*** Source information ***

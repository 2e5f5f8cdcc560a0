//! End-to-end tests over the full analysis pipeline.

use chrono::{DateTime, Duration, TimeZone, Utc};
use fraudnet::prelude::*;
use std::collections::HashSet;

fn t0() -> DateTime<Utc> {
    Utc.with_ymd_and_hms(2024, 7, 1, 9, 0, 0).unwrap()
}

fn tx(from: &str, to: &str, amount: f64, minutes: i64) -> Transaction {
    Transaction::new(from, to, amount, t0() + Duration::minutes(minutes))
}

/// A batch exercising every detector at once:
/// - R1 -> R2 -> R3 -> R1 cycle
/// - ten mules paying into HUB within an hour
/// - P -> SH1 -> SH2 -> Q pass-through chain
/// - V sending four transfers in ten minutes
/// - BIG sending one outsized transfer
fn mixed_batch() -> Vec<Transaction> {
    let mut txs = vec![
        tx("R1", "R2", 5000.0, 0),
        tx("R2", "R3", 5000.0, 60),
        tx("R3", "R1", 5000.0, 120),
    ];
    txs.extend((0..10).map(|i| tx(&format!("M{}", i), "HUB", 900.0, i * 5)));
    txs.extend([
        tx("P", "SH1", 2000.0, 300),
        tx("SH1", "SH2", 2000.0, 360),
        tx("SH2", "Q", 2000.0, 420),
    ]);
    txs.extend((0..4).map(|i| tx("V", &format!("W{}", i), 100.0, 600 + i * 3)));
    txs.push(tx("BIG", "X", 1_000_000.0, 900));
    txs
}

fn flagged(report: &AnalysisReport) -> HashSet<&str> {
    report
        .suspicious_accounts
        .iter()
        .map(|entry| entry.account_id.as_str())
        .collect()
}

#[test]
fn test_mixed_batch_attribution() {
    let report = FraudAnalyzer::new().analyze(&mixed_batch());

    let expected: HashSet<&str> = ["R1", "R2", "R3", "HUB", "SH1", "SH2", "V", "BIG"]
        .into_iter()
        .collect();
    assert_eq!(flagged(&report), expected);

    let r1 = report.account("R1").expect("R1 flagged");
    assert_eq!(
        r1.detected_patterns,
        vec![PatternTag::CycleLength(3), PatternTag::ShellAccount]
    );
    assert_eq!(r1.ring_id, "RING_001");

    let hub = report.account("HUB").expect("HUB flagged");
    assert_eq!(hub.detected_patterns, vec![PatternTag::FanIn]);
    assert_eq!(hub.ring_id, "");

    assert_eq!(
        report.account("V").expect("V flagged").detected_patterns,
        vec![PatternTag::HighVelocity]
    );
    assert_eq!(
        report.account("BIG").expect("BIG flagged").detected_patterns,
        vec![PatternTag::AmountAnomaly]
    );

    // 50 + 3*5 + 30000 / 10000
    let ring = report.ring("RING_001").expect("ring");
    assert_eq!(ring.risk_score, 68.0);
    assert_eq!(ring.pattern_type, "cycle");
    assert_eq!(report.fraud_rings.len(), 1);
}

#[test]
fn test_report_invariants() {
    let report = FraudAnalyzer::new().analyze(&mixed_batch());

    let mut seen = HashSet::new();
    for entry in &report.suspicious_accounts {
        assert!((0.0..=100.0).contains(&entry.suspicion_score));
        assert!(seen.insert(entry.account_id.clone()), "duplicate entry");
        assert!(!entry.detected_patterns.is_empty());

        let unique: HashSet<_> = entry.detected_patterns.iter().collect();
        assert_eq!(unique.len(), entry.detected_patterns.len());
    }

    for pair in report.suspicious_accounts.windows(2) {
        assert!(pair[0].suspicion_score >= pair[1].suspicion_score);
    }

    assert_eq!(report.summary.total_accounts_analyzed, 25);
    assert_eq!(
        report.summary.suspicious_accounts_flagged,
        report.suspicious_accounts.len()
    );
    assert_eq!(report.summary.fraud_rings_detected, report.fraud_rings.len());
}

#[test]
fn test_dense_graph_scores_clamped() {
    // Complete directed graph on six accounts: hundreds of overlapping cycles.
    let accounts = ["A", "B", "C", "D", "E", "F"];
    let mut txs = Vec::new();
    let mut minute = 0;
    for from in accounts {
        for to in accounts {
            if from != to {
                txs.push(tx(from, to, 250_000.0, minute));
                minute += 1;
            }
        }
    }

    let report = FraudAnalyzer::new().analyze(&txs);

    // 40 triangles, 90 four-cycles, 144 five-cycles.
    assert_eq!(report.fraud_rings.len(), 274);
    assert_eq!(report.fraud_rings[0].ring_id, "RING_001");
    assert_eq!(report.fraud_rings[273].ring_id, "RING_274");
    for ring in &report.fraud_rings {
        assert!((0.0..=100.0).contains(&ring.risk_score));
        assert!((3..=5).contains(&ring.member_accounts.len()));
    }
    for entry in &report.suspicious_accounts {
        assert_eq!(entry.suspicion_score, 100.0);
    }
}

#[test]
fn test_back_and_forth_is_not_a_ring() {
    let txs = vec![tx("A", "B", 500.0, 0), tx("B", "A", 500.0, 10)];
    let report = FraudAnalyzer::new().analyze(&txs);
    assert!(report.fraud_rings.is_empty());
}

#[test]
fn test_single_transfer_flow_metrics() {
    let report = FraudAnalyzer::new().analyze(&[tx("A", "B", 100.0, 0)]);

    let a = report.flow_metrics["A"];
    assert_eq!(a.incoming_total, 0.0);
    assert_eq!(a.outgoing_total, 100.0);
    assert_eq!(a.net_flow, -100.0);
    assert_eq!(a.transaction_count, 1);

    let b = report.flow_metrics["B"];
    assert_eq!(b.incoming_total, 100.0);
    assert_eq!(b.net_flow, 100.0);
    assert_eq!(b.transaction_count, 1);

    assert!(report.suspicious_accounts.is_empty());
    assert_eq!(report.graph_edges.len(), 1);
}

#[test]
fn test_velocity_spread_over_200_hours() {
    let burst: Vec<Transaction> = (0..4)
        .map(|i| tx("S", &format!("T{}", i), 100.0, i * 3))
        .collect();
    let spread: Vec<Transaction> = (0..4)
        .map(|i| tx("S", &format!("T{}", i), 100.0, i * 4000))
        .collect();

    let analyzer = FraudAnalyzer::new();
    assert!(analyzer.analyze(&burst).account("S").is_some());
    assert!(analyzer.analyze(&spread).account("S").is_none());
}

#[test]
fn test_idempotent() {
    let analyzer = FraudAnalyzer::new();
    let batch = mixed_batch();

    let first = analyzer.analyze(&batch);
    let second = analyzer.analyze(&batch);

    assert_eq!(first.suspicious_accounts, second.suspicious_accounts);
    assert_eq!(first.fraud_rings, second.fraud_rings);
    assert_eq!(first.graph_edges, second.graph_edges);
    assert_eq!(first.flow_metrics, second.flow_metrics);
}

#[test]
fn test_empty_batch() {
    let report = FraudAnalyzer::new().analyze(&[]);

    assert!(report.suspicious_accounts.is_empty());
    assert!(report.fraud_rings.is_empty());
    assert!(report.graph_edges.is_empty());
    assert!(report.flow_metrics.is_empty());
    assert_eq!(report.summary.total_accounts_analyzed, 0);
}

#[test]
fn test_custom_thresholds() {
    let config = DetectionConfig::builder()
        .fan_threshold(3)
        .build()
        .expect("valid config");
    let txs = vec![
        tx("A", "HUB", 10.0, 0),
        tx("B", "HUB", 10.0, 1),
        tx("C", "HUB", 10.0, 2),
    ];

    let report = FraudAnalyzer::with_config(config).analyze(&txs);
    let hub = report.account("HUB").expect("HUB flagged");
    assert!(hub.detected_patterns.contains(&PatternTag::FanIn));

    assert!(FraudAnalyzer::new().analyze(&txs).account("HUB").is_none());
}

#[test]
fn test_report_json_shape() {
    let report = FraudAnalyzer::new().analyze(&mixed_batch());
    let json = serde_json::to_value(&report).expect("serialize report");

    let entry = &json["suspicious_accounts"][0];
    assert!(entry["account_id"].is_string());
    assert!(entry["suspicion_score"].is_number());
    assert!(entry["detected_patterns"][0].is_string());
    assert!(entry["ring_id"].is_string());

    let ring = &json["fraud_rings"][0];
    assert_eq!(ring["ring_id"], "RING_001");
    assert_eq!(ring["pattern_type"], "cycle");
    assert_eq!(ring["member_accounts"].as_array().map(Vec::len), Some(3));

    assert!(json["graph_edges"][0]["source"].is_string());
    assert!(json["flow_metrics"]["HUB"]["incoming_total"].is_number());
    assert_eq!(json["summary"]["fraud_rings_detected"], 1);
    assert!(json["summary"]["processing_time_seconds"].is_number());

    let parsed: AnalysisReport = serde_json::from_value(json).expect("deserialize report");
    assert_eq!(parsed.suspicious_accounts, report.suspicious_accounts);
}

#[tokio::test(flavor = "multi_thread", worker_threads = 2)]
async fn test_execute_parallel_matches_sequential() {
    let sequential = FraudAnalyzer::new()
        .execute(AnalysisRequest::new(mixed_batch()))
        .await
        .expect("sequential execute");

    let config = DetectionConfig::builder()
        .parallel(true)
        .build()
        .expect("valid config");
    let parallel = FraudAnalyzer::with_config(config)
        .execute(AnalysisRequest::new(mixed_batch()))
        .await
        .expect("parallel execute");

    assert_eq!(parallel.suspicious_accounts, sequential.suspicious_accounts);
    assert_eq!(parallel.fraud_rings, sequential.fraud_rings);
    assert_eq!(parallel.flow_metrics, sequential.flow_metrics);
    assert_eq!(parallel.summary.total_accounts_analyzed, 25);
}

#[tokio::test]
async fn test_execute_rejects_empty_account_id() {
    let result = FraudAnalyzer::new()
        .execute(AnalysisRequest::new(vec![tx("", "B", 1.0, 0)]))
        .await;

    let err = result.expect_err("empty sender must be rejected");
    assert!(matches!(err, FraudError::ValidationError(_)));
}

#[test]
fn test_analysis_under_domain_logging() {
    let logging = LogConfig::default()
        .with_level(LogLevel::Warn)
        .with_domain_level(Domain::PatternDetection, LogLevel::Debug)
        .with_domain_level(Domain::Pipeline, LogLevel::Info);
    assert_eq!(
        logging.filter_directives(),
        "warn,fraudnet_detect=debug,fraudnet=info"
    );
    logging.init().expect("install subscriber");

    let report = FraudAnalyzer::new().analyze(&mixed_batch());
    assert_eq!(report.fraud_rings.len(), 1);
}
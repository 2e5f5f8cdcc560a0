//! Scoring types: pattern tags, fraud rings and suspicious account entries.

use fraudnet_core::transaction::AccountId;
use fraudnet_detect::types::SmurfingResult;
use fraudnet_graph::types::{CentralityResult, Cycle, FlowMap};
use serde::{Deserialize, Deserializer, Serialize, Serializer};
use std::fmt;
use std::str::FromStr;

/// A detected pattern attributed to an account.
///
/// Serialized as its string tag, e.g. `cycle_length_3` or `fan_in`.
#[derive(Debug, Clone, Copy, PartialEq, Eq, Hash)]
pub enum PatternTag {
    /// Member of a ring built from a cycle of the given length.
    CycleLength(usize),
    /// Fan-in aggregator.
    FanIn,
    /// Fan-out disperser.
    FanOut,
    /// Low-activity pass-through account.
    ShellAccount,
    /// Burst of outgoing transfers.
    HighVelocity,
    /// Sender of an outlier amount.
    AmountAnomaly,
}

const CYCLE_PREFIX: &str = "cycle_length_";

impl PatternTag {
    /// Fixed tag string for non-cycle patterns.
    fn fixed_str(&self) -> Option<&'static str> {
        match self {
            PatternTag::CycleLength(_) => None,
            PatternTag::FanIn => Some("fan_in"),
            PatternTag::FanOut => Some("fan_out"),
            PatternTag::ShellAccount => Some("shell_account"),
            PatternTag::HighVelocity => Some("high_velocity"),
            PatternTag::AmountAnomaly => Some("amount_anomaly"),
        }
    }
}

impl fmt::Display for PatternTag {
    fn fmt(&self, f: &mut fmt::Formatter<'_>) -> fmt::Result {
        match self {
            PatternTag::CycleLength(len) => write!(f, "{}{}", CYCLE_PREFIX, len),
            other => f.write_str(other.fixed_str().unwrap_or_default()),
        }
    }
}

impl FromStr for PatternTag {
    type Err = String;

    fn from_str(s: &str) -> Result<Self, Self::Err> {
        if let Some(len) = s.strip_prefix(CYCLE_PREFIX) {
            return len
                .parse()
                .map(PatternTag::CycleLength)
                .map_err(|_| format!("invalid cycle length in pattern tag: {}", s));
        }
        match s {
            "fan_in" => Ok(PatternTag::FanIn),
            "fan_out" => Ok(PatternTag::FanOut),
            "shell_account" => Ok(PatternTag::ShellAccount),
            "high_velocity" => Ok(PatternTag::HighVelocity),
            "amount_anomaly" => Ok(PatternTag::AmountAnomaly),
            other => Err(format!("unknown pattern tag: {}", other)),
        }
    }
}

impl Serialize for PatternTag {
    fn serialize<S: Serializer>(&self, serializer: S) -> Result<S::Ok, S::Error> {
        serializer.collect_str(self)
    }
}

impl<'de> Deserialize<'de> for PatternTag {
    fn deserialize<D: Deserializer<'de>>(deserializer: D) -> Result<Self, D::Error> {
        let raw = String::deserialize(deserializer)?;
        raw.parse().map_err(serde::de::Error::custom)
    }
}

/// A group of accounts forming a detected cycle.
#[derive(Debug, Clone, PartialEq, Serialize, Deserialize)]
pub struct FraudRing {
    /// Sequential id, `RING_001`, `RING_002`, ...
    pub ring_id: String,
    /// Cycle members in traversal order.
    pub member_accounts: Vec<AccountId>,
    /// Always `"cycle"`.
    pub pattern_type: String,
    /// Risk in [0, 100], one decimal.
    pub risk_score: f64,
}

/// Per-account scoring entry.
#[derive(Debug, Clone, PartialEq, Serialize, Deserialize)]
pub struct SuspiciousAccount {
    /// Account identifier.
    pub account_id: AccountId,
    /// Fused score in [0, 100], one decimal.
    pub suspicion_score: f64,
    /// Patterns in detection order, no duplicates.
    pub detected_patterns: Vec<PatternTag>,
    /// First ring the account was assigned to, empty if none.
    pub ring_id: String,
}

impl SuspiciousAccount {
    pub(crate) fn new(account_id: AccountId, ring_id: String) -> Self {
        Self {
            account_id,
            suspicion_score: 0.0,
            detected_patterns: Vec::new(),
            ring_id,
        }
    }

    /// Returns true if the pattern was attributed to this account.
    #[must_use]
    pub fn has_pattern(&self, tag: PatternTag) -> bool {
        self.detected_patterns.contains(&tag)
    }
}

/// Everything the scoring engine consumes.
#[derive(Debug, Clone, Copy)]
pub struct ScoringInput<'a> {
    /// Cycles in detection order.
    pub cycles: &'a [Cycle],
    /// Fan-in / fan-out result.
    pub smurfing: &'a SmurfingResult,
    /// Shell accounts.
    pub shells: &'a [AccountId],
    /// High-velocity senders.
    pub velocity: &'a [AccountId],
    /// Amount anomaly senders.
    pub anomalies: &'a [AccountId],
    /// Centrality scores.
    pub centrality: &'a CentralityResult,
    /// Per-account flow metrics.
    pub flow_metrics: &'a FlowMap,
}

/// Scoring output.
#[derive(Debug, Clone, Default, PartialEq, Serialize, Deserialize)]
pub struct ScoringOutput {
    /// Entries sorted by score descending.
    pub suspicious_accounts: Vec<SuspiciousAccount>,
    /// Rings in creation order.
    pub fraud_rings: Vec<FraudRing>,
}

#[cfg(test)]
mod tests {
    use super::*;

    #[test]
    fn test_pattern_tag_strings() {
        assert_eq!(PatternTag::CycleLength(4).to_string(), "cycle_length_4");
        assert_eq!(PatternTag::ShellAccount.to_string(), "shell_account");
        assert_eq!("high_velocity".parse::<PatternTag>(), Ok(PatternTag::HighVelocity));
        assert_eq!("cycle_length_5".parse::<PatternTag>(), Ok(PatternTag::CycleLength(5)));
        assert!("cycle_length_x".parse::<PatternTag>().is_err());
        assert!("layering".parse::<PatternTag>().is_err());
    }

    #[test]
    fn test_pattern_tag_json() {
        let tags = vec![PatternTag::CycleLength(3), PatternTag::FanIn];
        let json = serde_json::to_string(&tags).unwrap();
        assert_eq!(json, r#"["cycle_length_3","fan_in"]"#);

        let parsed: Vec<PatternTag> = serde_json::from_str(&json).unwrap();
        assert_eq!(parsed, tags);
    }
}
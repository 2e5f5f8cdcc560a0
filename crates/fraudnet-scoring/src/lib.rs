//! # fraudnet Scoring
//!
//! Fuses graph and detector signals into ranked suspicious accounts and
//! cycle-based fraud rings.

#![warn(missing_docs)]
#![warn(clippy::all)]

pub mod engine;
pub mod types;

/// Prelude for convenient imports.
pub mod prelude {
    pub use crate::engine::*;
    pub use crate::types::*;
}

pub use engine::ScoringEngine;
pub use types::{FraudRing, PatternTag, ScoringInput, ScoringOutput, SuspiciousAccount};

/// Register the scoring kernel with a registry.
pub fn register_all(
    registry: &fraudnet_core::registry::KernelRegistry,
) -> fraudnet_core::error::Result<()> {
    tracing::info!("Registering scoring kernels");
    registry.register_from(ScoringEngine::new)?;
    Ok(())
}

*** End of Source information ***

[Work required]
Check each line above for the word "other" and copy the ones that have it.

[Completed task]
            other => f.write_str(other.fixed_str().unwrap_or_default()),
            other => Err(format!("unknown pattern tag: {}", other)),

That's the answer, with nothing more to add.